Cara menghindari tertipu

Pertahanan kunci terhadap Paradoks Simpson adalah selalu mempertimbangkan apakah ada subkelompok yang mungkin menceritakan kisah berbeda. Ketika melihat data agregat, tanyakan: adakah kategori bermakna dalam data ini? Bisakah campuran kategori itu berbeda antara kelompok yang dibandingkan?

Ini tidak berarti Anda harus selalu memilih hasil subkelompok. Kadang pandangan agregat yang benar. Pendekatan yang tepat tergantung pada pertanyaan spesifik Anda dan apa yang menyebabkan perbedaan. Jika variabel tersembunyi adalah perancu yang perlu dikontrol, analisis subkelompok lebih terpercaya.
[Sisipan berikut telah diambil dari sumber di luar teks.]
use std::{path::Path, str::FromStr};

use knit_core::{
  InputItem as CoreInputItem, InputOptions, LegalComments, MinifyOptions, ModuleFormat,
  OutputOptions, Platform, WarningHandler,
};
use regex::Regex;
use schemars::JsonSchema;
use serde::Deserialize;

use crate::impl_serde_default;

fn input_default() -> Vec<InputItem> {
  vec![InputItem {
    name: "main".to_string(),
    import: "./main".to_string(),
  }]
}

fn true_by_default() -> bool {
  true
}

fn esm_by_default() -> String {
  "esm".to_string()
}

fn browser_by_default() -> String {
  "browser".to_string()
}

fn inline_by_default() -> String {
  "inline".to_string()
}

/// Options of one test case, written as JSON.
#[derive(Deserialize, JsonSchema)]
#[serde(rename_all = "camelCase", deny_unknown_fields)]
pub struct TestConfig {
  #[serde(default = "input_default")]
  pub input: Vec<InputItem>,

  #[serde(default)]
  pub external: Vec<String>,

  #[serde(default = "true_by_default")]
  pub treeshake: bool,

  #[serde(default = "browser_by_default")]
  pub platform: String,

  #[serde(default)]
  pub inject: Vec<String>,

  #[serde(default = "esm_by_default")]
  pub format: String,

  #[serde(default)]
  pub code_splitting: bool,

  #[serde(default)]
  pub minify: Minify,

  #[serde(default)]
  pub keep_names: bool,

  #[serde(default = "inline_by_default")]
  pub legal_comments: String,

  #[serde(default)]
  pub global_name: Option<String>,

  /// A regular expression. Matching property names are renamed.
  #[serde(default)]
  pub mangle_props: Option<String>,

  #[serde(default)]
  pub reserve_props: Option<String>,

  #[serde(default)]
  pub entry_file_names: Option<String>,

  #[serde(default)]
  pub chunk_file_names: Option<String>,
}

#[derive(Deserialize, JsonSchema)]
#[serde(rename_all = "camelCase", deny_unknown_fields)]
pub struct InputItem {
  pub name: String,
  pub import: String,
}

#[derive(Deserialize, JsonSchema)]
#[serde(rename_all = "camelCase", deny_unknown_fields)]
pub struct Minify {
  #[serde(default)]
  pub identifiers: bool,
  #[serde(default)]
  pub syntax: bool,
  #[serde(default)]
  pub whitespace: bool,
}

impl_serde_default!(TestConfig);
impl_serde_default!(Minify);

impl TestConfig {
  pub fn from_json(json: &str) -> serde_json::Result<Self> {
    serde_json::from_str(json)
  }

  pub fn json_schema() -> String {
    let schema = schemars::schema_for!(TestConfig);
    serde_json::to_string_pretty(&schema).unwrap_or_default()
  }

  pub fn input_options(
    &self,
    cwd: &Path,
    on_warn: WarningHandler,
  ) -> Result<InputOptions, String> {
    Ok(InputOptions {
      input: self
        .input
        .iter()
        .map(|item| CoreInputItem::new(&item.name, &item.import))
        .collect(),
      cwd: cwd.to_path_buf(),
      treeshake: self.treeshake,
      external: self.external.clone(),
      platform: Platform::from_str(&self.platform)?,
      inject: self.inject.clone(),
      on_warn,
      ..Default::default()
    })
  }

  pub fn output_options(&self) -> Result<OutputOptions, String> {
    let regex = |pattern: &Option<String>| {
      pattern
        .as_deref()
        .map(Regex::new)
        .transpose()
        .map_err(|err| err.to_string())
    };
    let defaults = OutputOptions::default();
    Ok(OutputOptions {
      format: ModuleFormat::from_str(&self.format)?,
      code_splitting: self.code_splitting,
      minify: MinifyOptions {
        identifiers: self.minify.identifiers,
        syntax: self.minify.syntax,
        whitespace: self.minify.whitespace,
      },
      mangle_props: regex(&self.mangle_props)?,
      reserve_props: regex(&self.reserve_props)?,
      keep_names: self.keep_names,
      legal_comments: LegalComments::from_str(&self.legal_comments)?,
      global_name: self.global_name.clone(),
      entry_file_names: self
        .entry_file_names
        .as_deref()
        .map_or(defaults.entry_file_names, Into::into),
      chunk_file_names: self
        .chunk_file_names
        .as_deref()
        .map_or(defaults.chunk_file_names, Into::into),
    })
  }
}

#[cfg(test)]
mod tests {
  use super::*;

  #[test]
  fn defaults() {
    let config = TestConfig::default();
    assert_eq!(config.input.len(), 1);
    assert_eq!(config.input[0].import, "./main");
    assert!(config.treeshake);
    let output = config.output_options().unwrap();
    assert_eq!(output.format, ModuleFormat::Esm);
    assert_eq!(output.legal_comments, LegalComments::Inline);
  }

  #[test]
  fn rejects_unknown_fields_and_values() {
    assert!(TestConfig::from_json(r#"{ "formatt": "cjs" }"#).is_err());
    let config = TestConfig::from_json(r#"{ "format": "umd" }"#).unwrap();
    assert_eq!(
      config.output_options().err().as_deref(),
      Some("Invalid module format: umd")
    );
  }

  #[test]
  fn schema_lists_options() {
    let schema = TestConfig::json_schema();
    assert!(schema.contains("codeSplitting"));
    assert!(schema.contains("legalComments"));
  }
}
use std::sync::atomic::AtomicBool;

use tracing::Level;

static IS_INIT: AtomicBool = AtomicBool::new(false);

/// Installs the global subscriber once, and only when `KNIT_LOG` is set.
///
/// `KNIT_LOG` takes an `EnvFilter` directive, e.g. `KNIT_LOG=knit_core=trace`.
pub fn enable_tracing_on_demand() {
  use tracing_subscriber::{fmt, prelude::*, EnvFilter};
  let Ok(directives) = std::env::var("KNIT_LOG") else {
    return;
  };
  if !IS_INIT.swap(true, std::sync::atomic::Ordering::SeqCst) {
    // Another subscriber may already be installed by the embedder.
    let _ = tracing_subscriber::registry()
      .with(fmt::layer().with_target(true))
      .with(EnvFilter::new(directives))
      .with(
        tracing_subscriber::filter::Targets::new()
          .with_targets(vec![("knit_core", Level::TRACE), ("knit_common", Level::TRACE)]),
      )
      .try_init();
  }
}
use std::{path::PathBuf, str::FromStr, sync::Arc};

use derivative::Derivative;

use crate::BuildError;

mod external;
pub use external::*;

pub type WarningHandler = Arc<dyn Fn(&BuildError) + Send + Sync>;

#[derive(Debug, Clone)]
pub struct InputItem {
  pub name: String,
  pub import: String,
}

impl InputItem {
  pub fn new(name: impl Into<String>, import: impl Into<String>) -> Self {
    Self {
      name: name.into(),
      import: import.into(),
    }
  }
}

#[derive(Debug, Clone, Copy, PartialEq, Eq, Default)]
pub enum Platform {
  #[default]
  Browser,
  Node,
  Neutral,
}

impl FromStr for Platform {
  type Err = String;

  fn from_str(value: &str) -> Result<Self, Self::Err> {
    match value {
      "browser" => Ok(Platform::Browser),
      "node" => Ok(Platform::Node),
      "neutral" => Ok(Platform::Neutral),
      _ => Err(format!("Invalid platform: {value}")),
    }
  }
}

#[derive(Debug, Clone)]
pub struct JsxOptions {
  pub factory: String,
  pub fragment: String,
}

impl Default for JsxOptions {
  fn default() -> Self {
    Self {
      factory: "React.createElement".to_string(),
      fragment: "React.Fragment".to_string(),
    }
  }
}

impl JsxOptions {
  /// `React` for `React.createElement`. These names must stay visible to generated JSX calls.
  pub fn reserved_roots(&self) -> impl Iterator<Item = &str> {
    [&self.factory, &self.fragment]
      .into_iter()
      .filter_map(|expr| expr.split('.').next())
      .filter(|root| !root.is_empty())
  }
}

#[derive(Derivative)]
#[derivative(Debug)]
pub struct InputOptions {
  pub input: Vec<InputItem>,
  pub cwd: PathBuf,
  pub treeshake: bool,
  /// Exact specifiers or patterns with a single `*`.
  pub external: Vec<String>,
  pub platform: Platform,
  /// Files evaluated before every entry. Their exports replace matching unbound globals.
  pub inject: Vec<String>,
  pub jsx: JsxOptions,
  #[derivative(Debug = "ignore")]
  pub on_warn: WarningHandler,
}

impl Default for InputOptions {
  fn default() -> Self {
    Self {
      input: Default::default(),
      cwd: std::env::current_dir().unwrap_or_default(),
      treeshake: true,
      external: Default::default(),
      platform: Default::default(),
      inject: Default::default(),
      jsx: Default::default(),
      on_warn: Arc::new(|err| {
        eprintln!("{}", err);
      }),
    }
  }
}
Jika variabel tersembunyi mencerminkan aspek asli dari perbandingan, agregat mungkin tepat.

Bila memungkinkan, lihat data dari kedua cara. Jika analisis agregat dan subkelompok setuju, Anda bisa lebih yakin. Jika tidak setuju, gali lebih dalam sebelum menarik kesimpulan. Paradoks ini adalah pengingat yang kuat bahwa ringkasan data bisa menyembunyikan sama banyaknya dengan yang diungkapkan.

Poin penting

Paradoks Simpson terjadi ketika tren yang berlaku di setiap subkelompok berbalik ketika kelompok-kelompok digabungkan. Ini terjadi karena variabel tersembunyi mengubah komposisi data antar kelompok. Penangkalnya adalah melihat data di beberapa tingkat dan selalu bertanya apakah subkelompok tersembunyi bisa mendorong pola keseluruhan. Data agregat bisa menceritakan kisah yang sama sekali berbeda dari pandangan terperinci.